Have you ever had an idea that could benefit more than just you? Maybe it is something you love to do and want to share it, maybe you've seen it done in another community, or maybe you've even tried and didn't get the momentum or support you needed the first time around. Over the past 20 years at the Seeley Lake Community Foundation (SLCF), we've watched these small ideas grow into community-wide projects that bring benefits to so many beyond the instigator. When we can articulate a common goal and come together through collaboration, those baby steps may seem really slow, but over time, the support and energy gathered can turn into running a marathon together.
One of these marathons started with a blizzardy drive to Helena.
In 2018, after the terrible fire season Montana had in 2017, the Montana Community Foundation (MCF) convened a workshop looking at post-disaster needs around the state. Two SLCF board members drove through a blizzard in February to Helena to present to a group of funders that the MCF had convened.
Our board members shared about how Seeley Lake was impacted by the worst smoke in the country during the Rice Ridge fire and about all the stress of evacuations and worries that our whole town could burn that summer. From that presentation, the SLCF was invited to submit a grant proposal to the Center for Disaster Philanthropy, which was looking to fund a project to support children in 'low-attention disaster areas' (aka Montana).
The SLCF reached out to our friends at Seeley Lake Elementary (SLE) to figure out what type of support our local school needed--ideally something that would also be of interest to this grantor. Working with Angela Harris and Heather Mincey, we determined that helping to shore up declining mental health support for a year would be a great fit. The SLCF was able to secure over $40,000 for SLE to help fund the school counselor for a year, as well as provide trauma trainings to school staff and to community members.
In the fall of 2018, the Center for Disaster Philanthropy decided to visit Montana to see what impact their work was having. They brought along some of the folks from a major funder of theirs, Margaret A Cargill Philanthropies. Cargill is one of the largest private foundations in the entire country. And two program officers came and visited Seeley Lake! SLCF board and staff showed the program officers from these two foundations around town, took them on a tour of the school and highlighted the huge risk wildfires pose for our community.
This was significant, because these funders hadn't spent much time in the West and although they focus on disaster support, before this grant, they hadn't funded much wildfire work. Seeing our huge amounts of forests and mountains on the drive from the Missoula airport was an eye opener for them. We were able to show them a glimpse of the realities that towns across the intermountain West, like ours, face.

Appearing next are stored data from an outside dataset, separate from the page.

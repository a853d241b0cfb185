use env_logger::Builder;
use log::LevelFilter;
use std::io::Write;

/// Format: `[HH:MM:SS] [LEVEL] message`. `verbose` lowers the filter to DEBUG.
pub fn init_logger(verbose: bool) {
    Builder::new()
        .format(|buf, record| {
            writeln!(
                buf,
                "[{}] [{}] {}",
                chrono::Local::now().format("%H:%M:%S"),
                record.level(),
                record.args()
            )
        })
        .filter_level(level_for(verbose))
        .init();
}

fn level_for(verbose: bool) -> LevelFilter {
    if verbose {
        LevelFilter::Debug
    } else {
        LevelFilter::Info
    }
}
//! # Session
//!
//! The in-memory state of one user session and the controller that drives it.
//!
//! ## State ([`state`])
//! Pure transitions from (state, event) to (state, effect). Testable without
//! any I/O.
//!
//! ## Controller ([`controller`])
//! Runs the effects: decodes files, sends requests, saves results.

pub mod controller;
pub mod state;

pub use controller::{DecodedImage, PendingDecode, PendingSubmission, SessionController};
pub use state::{
    AcceptedFile, Effect, Event, Notice, Phase, PhaseKind, SessionState, Submission, Transition,
    ViewState,
};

The impact of this collaboration was powerful. The SLE grant was very innovative (read: unusual!)-since these funders usually give dollars for traditional post-disaster work, like rebuilding houses after a tornado. Mental health support for children after a stressful wildfire season was a creative way to get funding for a need that already existed in our community, while helping push the envelope of what disaster support could look like.
Later in 2018, after the CDP and Cargill Foundation visit, northern California erupted in the worst fire year in that state's history, making national news. Perhaps their 'test' grant here, and their on-the-ground visit, opened eyes and planted a small seed for how these organizations could continue to think creatively and innovatively on what disasters will look like moving forward and how to help people recover from them.
Fast forward to 2020 - horrible fires raging in California, Colorado, and Montana again, plus all the stress of COVID. We're forced to realize how important mental health is for coping with stressful events out of our control. Reflecting on this makes the ripple effects of a snowy February drive to Helena seem even more important.
This is the power of collaboration. Making connections, forming relationships, building bridges, sharing your story and helping the world. Running a marathon is composed of many tiny steps!
This is just one story over the past 20 years in which the Seeley Lake Community Foundation has played a role. While the role changes, sometimes through funding, other times through facilitation and sometimes as the instigator, the amount of work we can get done together when seeking a common goal is endless.